Iran celebrated its National Day of Nuclear Technology on Saturday with an event held simultaneously in Tehran and in nuclear sites in different Iranian cities, in which advanced IR-6 centrifuges started operating, and more than 100 other nuclear industry innovations were unveiled.
During the event, 164 IR-6 semi-industrial centrifuges were injected with gas and became fully operational at Iran's uranium enrichment plant in Natanz, and 30 IR-6S centrifuges entered the first phase of gas injection at the same plant, official news agency IRNA reported.
As broadcasted by state TV, Iranian President Hassan Rouhani gave the order from Tehran to introduce uranium hexafluoride gas to the cascades in Natanz, and made a short speech to defend the accomplishments of Iran's nuclear program under his administration.
Rouhani said that the United States, European countries and the International Atomic Energy Agency (IAEA) are "in debt" with Iran, since the Treaty on the Non-Proliferation of Nuclear Weapons obliges nuclear states and the IAEA to "help" signatories in their peaceful nuclear activities.

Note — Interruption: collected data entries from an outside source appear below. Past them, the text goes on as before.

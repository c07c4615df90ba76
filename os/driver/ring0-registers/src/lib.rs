//! # Privileged x86-64 Instruction Wrappers
//!
//! Each item in this crate wraps exactly one privileged instruction:
//!
//! | Module          | Instructions            |
//! |-----------------|-------------------------|
//! | [`msr`]         | `rdmsr`, `wrmsr`        |
//! | [`pmc`]         | `rdpmc`                 |
//! | [`port`]        | `in`, `out` (8/16/32)   |
//! | [`processor`]   | `hlt`                   |
//!
//! None of these perform validation. Executing them outside of CPL0 (or with
//! an index the current core does not implement) raises `#GP`; catching that
//! fault is the responsibility of whoever calls in.

#![cfg_attr(not(any(test, doctest)), no_std)]
#![allow(unsafe_code)]

pub mod msr;
pub mod pmc;
pub mod port;
pub mod processor;

pub use msr::Msr;
pub use pmc::Pmc;

/// Joins the `edx:eax` halves returned by `rdmsr`/`rdpmc`.
#[inline]
#[must_use]
pub const fn join_edx_eax(hi: u32, lo: u32) -> u64 {
    ((hi as u64) << 32) | lo as u64
}

/// Splits a 64-bit value into the `(edx, eax)` halves expected by `wrmsr`.
#[inline]
#[must_use]
#[allow(clippy::cast_possible_truncation)]
pub const fn split_edx_eax(value: u64) -> (u32, u32) {
    ((value >> 32) as u32, (value & 0xFFFF_FFFF) as u32)
}

#[cfg(test)]
mod tests {
    use super::*;

    #[test]
    fn edx_eax_halves() {
        let v = 0x0123_4567_89AB_CDEF;
        let (hi, lo) = split_edx_eax(v);
        assert_eq!(hi, 0x0123_4567);
        assert_eq!(lo, 0x89AB_CDEF);
        assert_eq!(join_edx_eax(hi, lo), v);
    }
}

Apart from the launching of the IR-6 centrifuges in Natanz, other innovations unveiled in the exhibition included the manufacturing and assembly of the first prototype of IR-9S and IR-9-1B centrifuges, currently under mechanical testing, according to official information releases.
"Today, we have reached the IR-9 centrifuge with the capacity of 50 SWU in terms of technology, and they provide us products 50 to 60 times more than those of the old centrifuges," Ali-Akbar Salehi, head of the Atomic Energy Organization of Iran, was quoted as saying at the event by Press TV.
Under the 2015 nuclear agreement, formally known as Joint Comprehensive Plan of Action (JCPOA), Iran is restricted to use only a number of uranium enrichment centrifuges of first generation (IR-1) until year 2025.
One year after the United States unilaterally abandoned the agreement in May 2018 and reimposed sanctions on Iran, Tehran started reducing its compliance with its JCPOA obligations.
The current U.S. administration has pledged to return to JCPOA, but demands Iran to fully comply with its commitments first, while Tehran demands Washington to lift all sanctions on Iran before it returns to full compliance.
The JCPOA Joint Commission resumed talks in Austria's capital to revive the deal this week, with the lifting of sanctions on Iran and nuclear implementation measures topping the agenda.